- WORK TO COMPLETE:
Look through the data below. Collect every line where the word "seen" occurs.

- DATA IN THIS EXERCISE:
▼▼▼
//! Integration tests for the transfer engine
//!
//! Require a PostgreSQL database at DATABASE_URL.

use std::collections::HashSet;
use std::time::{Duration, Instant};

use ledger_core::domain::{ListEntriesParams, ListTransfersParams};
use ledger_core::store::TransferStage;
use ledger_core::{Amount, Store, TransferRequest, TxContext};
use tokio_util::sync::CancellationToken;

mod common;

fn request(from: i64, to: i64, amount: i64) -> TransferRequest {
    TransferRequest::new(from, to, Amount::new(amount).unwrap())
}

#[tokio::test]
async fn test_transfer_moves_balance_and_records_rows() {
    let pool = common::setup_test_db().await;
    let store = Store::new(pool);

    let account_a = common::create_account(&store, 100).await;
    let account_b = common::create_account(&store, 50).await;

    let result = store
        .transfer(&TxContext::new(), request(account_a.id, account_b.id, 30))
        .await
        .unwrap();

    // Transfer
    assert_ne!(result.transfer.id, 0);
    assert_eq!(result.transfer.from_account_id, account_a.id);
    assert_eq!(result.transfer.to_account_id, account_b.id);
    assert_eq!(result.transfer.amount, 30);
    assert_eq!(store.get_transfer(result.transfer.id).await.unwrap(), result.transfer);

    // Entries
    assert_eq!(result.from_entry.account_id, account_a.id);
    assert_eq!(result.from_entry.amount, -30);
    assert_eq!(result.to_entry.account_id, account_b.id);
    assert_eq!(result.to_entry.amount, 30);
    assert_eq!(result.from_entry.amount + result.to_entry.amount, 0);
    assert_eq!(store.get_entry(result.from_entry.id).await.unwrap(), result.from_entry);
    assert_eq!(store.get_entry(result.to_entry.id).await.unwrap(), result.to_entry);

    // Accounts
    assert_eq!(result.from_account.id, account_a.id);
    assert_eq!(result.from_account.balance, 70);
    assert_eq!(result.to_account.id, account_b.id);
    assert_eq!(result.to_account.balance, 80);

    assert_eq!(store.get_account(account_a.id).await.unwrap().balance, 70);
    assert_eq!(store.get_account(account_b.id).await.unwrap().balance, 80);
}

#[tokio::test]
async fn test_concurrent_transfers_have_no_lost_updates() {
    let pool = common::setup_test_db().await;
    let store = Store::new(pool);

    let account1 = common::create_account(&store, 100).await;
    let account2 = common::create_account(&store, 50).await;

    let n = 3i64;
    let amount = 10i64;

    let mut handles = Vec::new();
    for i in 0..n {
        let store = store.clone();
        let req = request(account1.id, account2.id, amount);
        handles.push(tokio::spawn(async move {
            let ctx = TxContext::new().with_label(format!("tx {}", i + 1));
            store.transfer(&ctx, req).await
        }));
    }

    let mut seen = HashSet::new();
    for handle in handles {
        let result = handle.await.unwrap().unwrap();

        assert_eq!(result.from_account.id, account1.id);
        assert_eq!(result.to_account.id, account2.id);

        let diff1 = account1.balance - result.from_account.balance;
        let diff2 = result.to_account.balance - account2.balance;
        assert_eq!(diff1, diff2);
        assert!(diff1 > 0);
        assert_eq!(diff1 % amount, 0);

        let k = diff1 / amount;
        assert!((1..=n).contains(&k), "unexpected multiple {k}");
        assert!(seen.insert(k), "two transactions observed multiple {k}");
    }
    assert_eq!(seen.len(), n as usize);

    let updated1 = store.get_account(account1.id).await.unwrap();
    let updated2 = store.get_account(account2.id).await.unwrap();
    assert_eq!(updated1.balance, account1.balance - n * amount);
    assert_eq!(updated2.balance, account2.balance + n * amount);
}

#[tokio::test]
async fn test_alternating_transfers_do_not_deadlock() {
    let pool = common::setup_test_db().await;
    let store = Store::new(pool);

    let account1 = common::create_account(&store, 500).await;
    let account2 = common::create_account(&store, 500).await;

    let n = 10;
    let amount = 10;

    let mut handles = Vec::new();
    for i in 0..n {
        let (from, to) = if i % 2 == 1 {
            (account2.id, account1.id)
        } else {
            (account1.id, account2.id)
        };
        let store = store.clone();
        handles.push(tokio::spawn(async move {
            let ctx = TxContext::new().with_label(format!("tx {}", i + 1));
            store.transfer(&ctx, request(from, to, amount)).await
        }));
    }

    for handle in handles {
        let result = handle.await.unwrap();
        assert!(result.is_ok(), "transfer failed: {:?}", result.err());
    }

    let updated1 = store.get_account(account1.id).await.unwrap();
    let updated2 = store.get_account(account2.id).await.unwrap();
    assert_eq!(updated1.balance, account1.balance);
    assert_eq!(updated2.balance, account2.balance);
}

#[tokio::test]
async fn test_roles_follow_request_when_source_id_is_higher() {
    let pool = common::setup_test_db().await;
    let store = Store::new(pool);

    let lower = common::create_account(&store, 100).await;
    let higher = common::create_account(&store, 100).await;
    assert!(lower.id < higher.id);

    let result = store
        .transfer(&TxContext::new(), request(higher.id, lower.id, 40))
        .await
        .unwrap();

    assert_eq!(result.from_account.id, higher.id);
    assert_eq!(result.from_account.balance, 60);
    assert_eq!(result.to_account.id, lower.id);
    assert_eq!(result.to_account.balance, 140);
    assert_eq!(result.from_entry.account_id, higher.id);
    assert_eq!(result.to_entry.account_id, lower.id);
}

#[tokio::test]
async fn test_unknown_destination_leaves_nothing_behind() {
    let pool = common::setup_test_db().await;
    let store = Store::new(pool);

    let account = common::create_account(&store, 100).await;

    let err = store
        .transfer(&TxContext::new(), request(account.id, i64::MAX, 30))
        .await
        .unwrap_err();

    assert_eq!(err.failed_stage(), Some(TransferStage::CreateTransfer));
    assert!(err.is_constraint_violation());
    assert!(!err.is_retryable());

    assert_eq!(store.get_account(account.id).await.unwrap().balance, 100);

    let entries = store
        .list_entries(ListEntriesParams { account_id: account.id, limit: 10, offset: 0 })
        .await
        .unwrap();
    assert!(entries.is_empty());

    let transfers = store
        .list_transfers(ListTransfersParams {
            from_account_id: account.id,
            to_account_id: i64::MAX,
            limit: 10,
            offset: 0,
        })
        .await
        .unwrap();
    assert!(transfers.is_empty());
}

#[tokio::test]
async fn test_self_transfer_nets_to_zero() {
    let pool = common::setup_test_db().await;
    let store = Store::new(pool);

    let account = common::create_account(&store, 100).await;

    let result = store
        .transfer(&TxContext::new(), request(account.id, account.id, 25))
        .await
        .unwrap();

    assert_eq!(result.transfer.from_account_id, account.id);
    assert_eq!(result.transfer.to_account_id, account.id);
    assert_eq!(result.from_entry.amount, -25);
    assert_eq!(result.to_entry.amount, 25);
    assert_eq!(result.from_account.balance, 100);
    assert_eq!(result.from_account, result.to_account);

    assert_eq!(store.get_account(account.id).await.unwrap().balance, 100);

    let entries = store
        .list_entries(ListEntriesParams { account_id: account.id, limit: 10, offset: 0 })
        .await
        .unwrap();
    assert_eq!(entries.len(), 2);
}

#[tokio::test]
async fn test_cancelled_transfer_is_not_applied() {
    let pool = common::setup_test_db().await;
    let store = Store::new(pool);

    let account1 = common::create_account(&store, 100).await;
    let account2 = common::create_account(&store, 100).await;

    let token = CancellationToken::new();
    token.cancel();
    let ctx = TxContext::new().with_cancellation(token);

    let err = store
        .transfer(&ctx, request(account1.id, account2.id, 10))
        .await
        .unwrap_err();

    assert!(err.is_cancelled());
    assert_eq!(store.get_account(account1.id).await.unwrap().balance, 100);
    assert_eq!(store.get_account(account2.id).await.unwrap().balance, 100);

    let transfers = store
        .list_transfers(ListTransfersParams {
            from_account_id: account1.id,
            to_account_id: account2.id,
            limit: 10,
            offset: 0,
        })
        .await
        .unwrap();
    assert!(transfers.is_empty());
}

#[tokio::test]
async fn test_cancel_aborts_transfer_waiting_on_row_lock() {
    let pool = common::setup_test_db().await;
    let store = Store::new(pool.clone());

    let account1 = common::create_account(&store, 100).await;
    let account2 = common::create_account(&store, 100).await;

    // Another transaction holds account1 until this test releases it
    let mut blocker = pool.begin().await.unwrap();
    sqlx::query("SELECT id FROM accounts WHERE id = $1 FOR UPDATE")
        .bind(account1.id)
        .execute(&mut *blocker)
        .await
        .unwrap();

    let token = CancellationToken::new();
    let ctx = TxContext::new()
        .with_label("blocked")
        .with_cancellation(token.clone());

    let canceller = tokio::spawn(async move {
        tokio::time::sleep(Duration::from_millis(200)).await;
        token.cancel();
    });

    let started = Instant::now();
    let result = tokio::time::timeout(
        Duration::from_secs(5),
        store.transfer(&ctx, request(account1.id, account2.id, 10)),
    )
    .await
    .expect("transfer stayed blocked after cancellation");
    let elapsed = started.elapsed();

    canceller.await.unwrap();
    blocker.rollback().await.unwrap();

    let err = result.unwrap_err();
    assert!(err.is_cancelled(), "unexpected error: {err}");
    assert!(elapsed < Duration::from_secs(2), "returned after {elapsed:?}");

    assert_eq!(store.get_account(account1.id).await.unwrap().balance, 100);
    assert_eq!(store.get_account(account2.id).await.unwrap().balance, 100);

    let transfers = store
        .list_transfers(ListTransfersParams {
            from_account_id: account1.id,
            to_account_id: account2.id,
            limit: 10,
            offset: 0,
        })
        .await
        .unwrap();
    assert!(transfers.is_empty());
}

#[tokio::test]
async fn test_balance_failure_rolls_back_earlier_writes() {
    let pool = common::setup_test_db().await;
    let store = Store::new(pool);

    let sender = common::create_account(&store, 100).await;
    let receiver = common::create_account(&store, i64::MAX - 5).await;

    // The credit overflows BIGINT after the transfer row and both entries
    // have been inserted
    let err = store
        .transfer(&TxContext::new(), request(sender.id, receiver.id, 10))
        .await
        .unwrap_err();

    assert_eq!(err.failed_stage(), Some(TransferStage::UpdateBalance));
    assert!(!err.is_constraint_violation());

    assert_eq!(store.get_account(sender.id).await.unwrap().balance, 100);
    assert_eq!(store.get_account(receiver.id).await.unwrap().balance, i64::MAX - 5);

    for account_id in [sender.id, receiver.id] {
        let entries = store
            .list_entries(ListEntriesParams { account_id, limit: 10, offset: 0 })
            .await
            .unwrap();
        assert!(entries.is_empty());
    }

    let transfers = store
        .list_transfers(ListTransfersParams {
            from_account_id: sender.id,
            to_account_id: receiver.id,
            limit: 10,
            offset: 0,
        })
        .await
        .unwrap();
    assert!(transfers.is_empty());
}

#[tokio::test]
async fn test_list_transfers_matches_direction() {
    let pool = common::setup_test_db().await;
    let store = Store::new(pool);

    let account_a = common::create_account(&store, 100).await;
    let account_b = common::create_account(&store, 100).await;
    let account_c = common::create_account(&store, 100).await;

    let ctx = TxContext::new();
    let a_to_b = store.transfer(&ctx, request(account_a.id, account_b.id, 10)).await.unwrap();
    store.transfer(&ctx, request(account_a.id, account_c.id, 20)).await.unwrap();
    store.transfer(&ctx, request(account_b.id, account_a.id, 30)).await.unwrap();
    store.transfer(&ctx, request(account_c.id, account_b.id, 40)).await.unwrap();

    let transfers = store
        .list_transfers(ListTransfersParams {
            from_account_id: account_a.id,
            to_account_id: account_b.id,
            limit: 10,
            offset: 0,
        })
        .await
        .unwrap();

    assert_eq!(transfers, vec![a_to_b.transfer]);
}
▲▲▲
- ANSWER TO THIS PROBLEM:
    let mut seen = HashSet::new();
        assert!(seen.insert(k), "two transactions observed multiple {k}");
    assert_eq!(seen.len(), n as usize);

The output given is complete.